Only the lines from the top of the data through the line containing "contains(&entry.text(), headline, policy))" should be duplicated, exactly as they appear.

· · ·

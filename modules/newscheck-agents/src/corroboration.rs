use std::collections::HashMap;

use tracing::{debug, warn};

use newscheck_common::file_config::{CorroborationMode, MatchPolicy};
use newscheck_common::{ContextSet, CorroborationCount, Signal};

use crate::agent::into_signal;
use crate::prompts::format_context;
use crate::response::FilterResponse;
use crate::{AgentError, AgentRunner, PromptKind};

/// Counts the context entries that contain the headline verbatim.
#[derive(Clone)]
pub struct CorroborationCounter {
    runner: AgentRunner,
    mode: CorroborationMode,
    policy: MatchPolicy,
}

impl CorroborationCounter {
    pub fn new(runner: AgentRunner, mode: CorroborationMode, policy: MatchPolicy) -> Self {
        Self {
            runner,
            mode,
            policy,
        }
    }

    pub async fn count(&self, headline: &str, context: &ContextSet) -> Signal<CorroborationCount> {
        if context.is_empty() {
            debug!("No context entries, corroboration count is zero");
            return Signal::computed(CorroborationCount { times: 0 });
        }

        match self.mode {
            CorroborationMode::Literal => Signal::computed(CorroborationCount {
                times: literal_count(headline, context, self.policy),
            }),
            CorroborationMode::Agent => into_signal(self.ask(headline, context).await),
        }
    }

    async fn ask(&self, headline: &str, context: &ContextSet) -> Result<CorroborationCount, AgentError> {
        let rendered = format_context(context);
        let vars = HashMap::from([
            ("headline", self.runner.clip(headline)),
            ("context", self.runner.clip(&rendered)),
        ]);
        let reply: FilterResponse = self.runner.invoke(PromptKind::Filter, &vars).await?;

        let max = context.len() as u32;
        if reply.times > max {
            warn!(reported = reply.times, entries = max, "Filter agent over-counted, clamping");
        }
        Ok(CorroborationCount {
            times: reply.times.min(max),
        })
    }
}

/// Local count under `policy`. An empty headline matches nothing.
pub fn literal_count(headline: &str, context: &ContextSet, policy: MatchPolicy) -> u32 {
    if headline.is_empty() {
        return 0;
    }
    context
        .entries()
        .iter()
        .filter(|entry| contains(&entry.text(), headline, policy))
        .count() as u32
}

fn contains(text: &str, needle: &str, policy: MatchPolicy) -> bool {
    match policy {
        MatchPolicy::Substring => text.contains(needle),
        MatchPolicy::WordBoundary => text.match_indices(needle).any(|(start, _)| {
            let before = text[..start].chars().next_back();
            let after = text[start + needle.len()..].chars().next();
            !before.is_some_and(char::is_alphanumeric) && !after.is_some_and(char::is_alphanumeric)
        }),
    }
}
use std::time::Duration;

use ai_client::AiError;
use thiserror::Error;

/// Run-time agent failures. Each one degrades a single signal; none of them
/// aborts a pipeline run.
#[derive(Error, Debug)]
pub enum AgentError {
    /// The model answered, but not with the documented JSON object.
    #[error("{agent} agent returned an unusable response: {reason}")]
    Parse { agent: &'static str, reason: String },

    #[error("{agent} agent transport error: {source}")]
    Transport {
        agent: &'static str,
        #[source]
        source: AiError,
    },

    #[error("{agent} agent timed out after {after:?}")]
    Timeout { agent: &'static str, after: Duration },

    #[error("{agent} prompt could not be rendered: {reason}")]
    Prompt { agent: &'static str, reason: String },
}

impl AgentError {
    pub fn agent(&self) -> &'static str {
        match self {
            AgentError::Parse { agent, .. }
            | AgentError::Transport { agent, .. }
            | AgentError::Timeout { agent, .. }
            | AgentError::Prompt { agent, .. } => agent,
        }
    }

    /// Timeouts count as transport failures.
    pub fn is_transport(&self) -> bool {
        matches!(self, AgentError::Transport { .. } | AgentError::Timeout { .. })
    }

    pub(crate) fn from_ai(agent: &'static str, err: AiError) -> Self {
        match err {
            AiError::Parse(reason) | AiError::EmptyResponse(reason) => {
                AgentError::Parse { agent, reason }
            }
            AiError::Timeout(after) => AgentError::Timeout { agent, after },
            other => AgentError::Transport {
                agent,
                source: other,
            },
        }
    }
}

#[cfg(test)]
mod tests {
    use super::*;

    #[test]
    fn ai_errors_map_to_agent_errors() {
        let parse = AgentError::from_ai("filter", AiError::Parse("bad".into()));
        assert!(matches!(parse, AgentError::Parse { agent: "filter", .. }));
        assert!(!parse.is_transport());

        let timeout = AgentError::from_ai("class", AiError::Timeout(Duration::from_secs(3)));
        assert!(timeout.is_transport());
        assert_eq!(timeout.agent(), "class");

        let api = AgentError::from_ai(
            "decision",
            AiError::Api {
                status: 500,
                body: "boom".into(),
            },
        );
        assert!(matches!(api, AgentError::Transport { .. }));
        assert!(api.to_string().contains("decision"));
    }
}
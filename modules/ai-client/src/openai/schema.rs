use schemars::{schema_for, JsonSchema};
use serde::de::DeserializeOwned;
use serde_json::Value;

/// Trait for types that can be used as OpenAI structured output.
///
/// Automatically implemented for any type that implements `JsonSchema + DeserializeOwned`.
pub trait StructuredOutput: JsonSchema + DeserializeOwned {
    /// Generate an OpenAI-compatible JSON schema for this type.
    ///
    /// OpenAI strict mode requires `additionalProperties: false` on every
    /// object, every property listed in `required`, and no `$ref`.
    fn openai_schema() -> Value {
        let mut value = serde_json::to_value(schema_for!(Self)).unwrap_or_default();

        let definitions = match &mut value {
            Value::Object(map) => {
                map.remove("$schema");
                map.remove("definitions")
            }
            _ => None,
        };
        if let Some(defs) = definitions {
            inline_refs(&mut value, &defs);
        }
        close_objects(&mut value);

        value
    }
}

impl<T: JsonSchema + DeserializeOwned> StructuredOutput for T {}

fn close_objects(value: &mut Value) {
    match value {
        Value::Object(map) => {
            if map.get("type").and_then(Value::as_str) == Some("object") {
                map.insert("additionalProperties".to_string(), Value::Bool(false));
                let keys: Option<Vec<Value>> = map
                    .get("properties")
                    .and_then(Value::as_object)
                    .map(|props| props.keys().cloned().map(Value::String).collect());
                if let Some(keys) = keys {
                    map.insert("required".to_string(), Value::Array(keys));
                }
            }
            for (_, v) in map.iter_mut() {
                close_objects(v);
            }
        }
        Value::Array(items) => items.iter_mut().for_each(close_objects),
        _ => {}
    }
}

fn inline_refs(value: &mut Value, definitions: &Value) {
    match value {
        Value::Object(map) => {
            let target = map
                .get("$ref")
                .and_then(Value::as_str)
                .and_then(|r| r.strip_prefix("#/definitions/"))
                .and_then(|name| definitions.get(name))
                .cloned();
            if let Some(def) = target {
                *value = def;
                inline_refs(value, definitions);
                return;
            }

            // schemars wraps a documented `$ref` field in a single-element allOf.
            let single = match map.get_mut("allOf") {
                Some(Value::Array(all_of)) if all_of.len() == 1 => all_of.pop(),
                _ => None,
            };
            if let Some(inner) = single {
                *value = inner;
                inline_refs(value, definitions);
                return;
            }

            for (_, v) in map.iter_mut() {
                inline_refs(v, definitions);
            }
        }
        Value::Array(items) => items.iter_mut().for_each(|v| inline_refs(v, definitions)),
        _ => {}
    }
}
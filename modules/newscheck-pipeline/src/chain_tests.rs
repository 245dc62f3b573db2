//! Chain tests: end-to-end with mocks.
//!
//! Each test follows MOCK → FUNCTION → OUTPUT:
//! set up the fake model, search and classifier, call `run_pipeline`, assert
//! on the report that came out.

use std::sync::Arc;
use std::time::Duration;

use newscheck_agents::PromptKind;
use newscheck_common::file_config::{CorroborationMode, PipelineConfig};
use newscheck_common::{
    AlignmentLabel, Article, CorroborationCount, TopicCategory, VerdictCategory, VerdictSource,
};

use crate::testing::*;
use crate::PipelineStage;

const HEADLINE: &str = "El Gobierno prohíbe el pan de masa madre";
const BODY: &str = "Fuentes anónimas aseguran que el congreso votará mañana una ley sobre panaderías.";

const SUBJECT_REPLY: &str =
    r#"{"subject": "El Gobierno", "event": "prohíbe el pan de masa madre", "topic": "Politics"}"#;
const FAKE_REPLY: &str =
    r#"{"category": "Fake", "reasoning": "Ninguna fuente fiable lo confirma y el titular no corresponde al cuerpo."}"#;

fn scenario_model() -> ScriptedModel {
    ScriptedModel::new()
        .on(PromptKind::Filter, r#"{"times": 5}"#)
        .on(PromptKind::Headline, r#"{"label": "NotAligned"}"#)
        .on(PromptKind::Class, SUBJECT_REPLY)
        .on(PromptKind::Decision, FAKE_REPLY)
}

fn five_copies() -> StaticRetriever {
    StaticRetriever::with_snippets(&[HEADLINE; 5])
}

// ---------------------------------------------------------------------------
// Chain Test 1: the reference scenario
//
// domain 3, classifier 0.2, headline not aligned, headline found in 5
// outlets → Fake, produced by the decision agent.
// ---------------------------------------------------------------------------

#[tokio::test]
async fn low_probability_misaligned_widely_copied_headline_is_fake() {
    let model = Arc::new(scenario_model());
    let veracity = Arc::new(FixedVeracity::new(0.2));
    let pipeline = test_pipeline(model.clone(), five_copies(), veracity.clone(), fast_config());

    let report = pipeline
        .run_pipeline(&Article::new(HEADLINE, BODY).with_domain(3))
        .await
        .unwrap();

    assert_eq!(report.verdict.category, VerdictCategory::Fake);
    assert_eq!(report.verdict_source, VerdictSource::Agent);
    assert!(report.degraded.is_empty(), "degraded: {:?}", report.degraded);

    let signal = report.veracity.value().unwrap();
    assert_eq!(signal.domain, 3);
    assert!(!signal.domain_substituted);
    assert!((signal.probability - 0.2).abs() < 1e-6);
    assert_eq!(veracity.seen_domains(), vec![3]);

    assert_eq!(report.alignment.value(), Some(&AlignmentLabel::NotAligned));
    assert_eq!(report.corroboration.value(), Some(&CorroborationCount { times: 5 }));
    assert_eq!(report.subject.value().unwrap().topic, TopicCategory::Politics);
    assert_eq!(report.context.value().unwrap().len(), 5);

    // the aggregator saw every signal
    let decision = model
        .requests()
        .into_iter()
        .find(|r| r.kind == PromptKind::Decision)
        .unwrap();
    assert!(decision.user.contains("0.2000"));
    assert!(decision.user.contains("NotAligned"));
    assert!(decision.user.contains("same headline: 5"));
    assert!(decision.user.contains("https://medio1.example/noticia"));
    assert!(!decision.user.contains("UNKNOWN"));
}

#[tokio::test]
async fn stages_are_traced_in_order() {
    let pipeline = test_pipeline(
        Arc::new(scenario_model()),
        five_copies(),
        Arc::new(FixedVeracity::new(0.2)),
        fast_config(),
    );
    let report = pipeline
        .run_pipeline(&Article::new(HEADLINE, BODY).with_domain(3))
        .await
        .unwrap();

    let stages: Vec<PipelineStage> = report.stages.iter().map(|r| r.stage).collect();
    assert_eq!(
        stages,
        vec![
            PipelineStage::Start,
            PipelineStage::Preprocessed,
            PipelineStage::Scored,
            PipelineStage::ContextRetrieved,
            PipelineStage::SignalsComplete,
            PipelineStage::Verdicted,
            PipelineStage::Done,
        ]
    );
    assert!(report.started_at <= report.finished_at);
}

// ---------------------------------------------------------------------------
// Chain Test 2: malformed agent payload
//
// headline agent answers with prose → alignment degraded, the decision agent
// is told it is UNKNOWN, the run still reaches Done.
// ---------------------------------------------------------------------------

#[tokio::test]
async fn malformed_payload_degrades_one_signal_and_run_completes() {
    let model = Arc::new(
        scenario_model().on(PromptKind::Headline, "The headline is aligned with the body."),
    );
    let pipeline = test_pipeline(
        model.clone(),
        five_copies(),
        Arc::new(FixedVeracity::new(0.2)),
        fast_config(),
    );

    let report = pipeline
        .run_pipeline(&Article::new(HEADLINE, BODY).with_domain(3))
        .await
        .unwrap();

    assert_eq!(report.stages.last().unwrap().stage, PipelineStage::Done);
    assert!(report.alignment.is_degraded());
    assert_eq!(report.degraded, vec!["alignment".to_string()]);
    assert_eq!(report.verdict_source, VerdictSource::Agent);

    let decision = model
        .requests()
        .into_iter()
        .find(|r| r.kind == PromptKind::Decision)
        .unwrap();
    assert!(decision.user.contains("UNKNOWN (headline agent returned an unusable response"));
}

// ---------------------------------------------------------------------------
// Chain Test 3: decision agent down
//
// every signal computed but the decision call fails → deterministic fallback
// verdict, flagged as such.
// ---------------------------------------------------------------------------

#[tokio::test]
async fn failed_decision_agent_falls_back_to_signals() {
    let model = Arc::new(scenario_model().fail(PromptKind::Decision, "connection reset"));
    let pipeline = test_pipeline(
        model,
        five_copies(),
        Arc::new(FixedVeracity::new(0.2)),
        fast_config(),
    );

    let report = pipeline
        .run_pipeline(&Article::new(HEADLINE, BODY).with_domain(3))
        .await
        .unwrap();

    assert_eq!(report.verdict_source, VerdictSource::Fallback);
    assert_eq!(report.verdict.category, VerdictCategory::Fake);
    assert!(!report.verdict.reasoning.is_empty());
    assert!(report.is_degraded());
}

#[tokio::test]
async fn fallback_with_clean_signals_is_real() {
    let model = Arc::new(
        ScriptedModel::new()
            .on(PromptKind::Filter, r#"{"times": 1}"#)
            .on(PromptKind::Headline, r#"{"label": "Aligned"}"#)
            .on(PromptKind::Class, SUBJECT_REPLY),
    );
    let pipeline = test_pipeline(
        model,
        StaticRetriever::with_snippets(&[HEADLINE, "otra noticia"]),
        Arc::new(FixedVeracity::new(0.9)),
        fast_config(),
    );

    let report = pipeline
        .run_pipeline(&Article::new(HEADLINE, BODY).with_domain(1))
        .await
        .unwrap();

    assert_eq!(report.verdict_source, VerdictSource::Fallback);
    assert_eq!(report.verdict.category, VerdictCategory::Real);
}

// ---------------------------------------------------------------------------
// Chain Test 4: domains
// ---------------------------------------------------------------------------

#[tokio::test]
async fn missing_domain_uses_default() {
    let veracity = Arc::new(FixedVeracity::new(0.6));
    let pipeline = test_pipeline(
        Arc::new(scenario_model()),
        five_copies(),
        veracity.clone(),
        fast_config(),
    );

    let report = pipeline.run_pipeline(&Article::new(HEADLINE, BODY)).await.unwrap();

    let signal = report.veracity.value().unwrap();
    assert!(signal.domain_substituted);
    assert_eq!(signal.domain, 0);
    assert_eq!(veracity.seen_domains(), vec![0]);
    assert_eq!(report.domain, None);
}

#[tokio::test]
async fn out_of_range_domain_uses_default() {
    let veracity = Arc::new(FixedVeracity::new(0.6));
    let pipeline = test_pipeline(
        Arc::new(scenario_model()),
        five_copies(),
        veracity.clone(),
        fast_config(),
    );

    let report = pipeline
        .run_pipeline(&Article::new(HEADLINE, BODY).with_domain(40))
        .await
        .unwrap();

    assert!(report.veracity.value().unwrap().domain_substituted);
    assert_eq!(veracity.seen_domains(), vec![0]);
}

#[tokio::test]
async fn topic_conditions_domain_when_configured() {
    let veracity = Arc::new(FixedVeracity::new(0.6));
    let config = PipelineConfig {
        domain_from_topic: true,
        ..fast_config()
    };
    let pipeline = test_pipeline(
        Arc::new(scenario_model()),
        five_copies(),
        veracity.clone(),
        config,
    );

    let article = Article::new(
        "La inflación golpea los salarios",
        "Los mercados reaccionan a la inflación y los salarios pierden poder adquisitivo.",
    );
    let report = pipeline.run_pipeline(&article).await.unwrap();

    assert_eq!(report.topic.value().unwrap().topic_id, 1);
    assert_eq!(veracity.seen_domains(), vec![1]);
    assert!(!report.veracity.value().unwrap().domain_substituted);
}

· · ·

→ Solution for this task
filename modules/newscheck-agents/src/corroboration.rs
use std::collections::HashMap;

use tracing::{debug, warn};

use newscheck_common::file_config::{CorroborationMode, MatchPolicy};
use newscheck_common::{ContextSet, CorroborationCount, Signal};

use crate::agent::into_signal;
use crate::prompts::format_context;
use crate::response::FilterResponse;
use crate::{AgentError, AgentRunner, PromptKind};

/// Counts the context entries that contain the headline verbatim.
#[derive(Clone)]
pub struct CorroborationCounter {
    runner: AgentRunner,
    mode: CorroborationMode,
    policy: MatchPolicy,
}

impl CorroborationCounter {
    pub fn new(runner: AgentRunner, mode: CorroborationMode, policy: MatchPolicy) -> Self {
        Self {
            runner,
            mode,
            policy,
        }
    }

    pub async fn count(&self, headline: &str, context: &ContextSet) -> Signal<CorroborationCount> {
        if context.is_empty() {
            debug!("No context entries, corroboration count is zero");
            return Signal::computed(CorroborationCount { times: 0 });
        }

        match self.mode {
            CorroborationMode::Literal => Signal::computed(CorroborationCount {
                times: literal_count(headline, context, self.policy),
            }),
            CorroborationMode::Agent => into_signal(self.ask(headline, context).await),
        }
    }

    async fn ask(&self, headline: &str, context: &ContextSet) -> Result<CorroborationCount, AgentError> {
        let rendered = format_context(context);
        let vars = HashMap::from([
            ("headline", self.runner.clip(headline)),
            ("context", self.runner.clip(&rendered)),
        ]);
        let reply: FilterResponse = self.runner.invoke(PromptKind::Filter, &vars).await?;

        let max = context.len() as u32;
        if reply.times > max {
            warn!(reported = reply.times, entries = max, "Filter agent over-counted, clamping");
        }
        Ok(CorroborationCount {
            times: reply.times.min(max),
        })
    }
}

/// Local count under `policy`. An empty headline matches nothing.
pub fn literal_count(headline: &str, context: &ContextSet, policy: MatchPolicy) -> u32 {
    if headline.is_empty() {
        return 0;
    }
    context
        .entries()
        .iter()
        .filter(|entry| contains(&entry.text(), headline, policy))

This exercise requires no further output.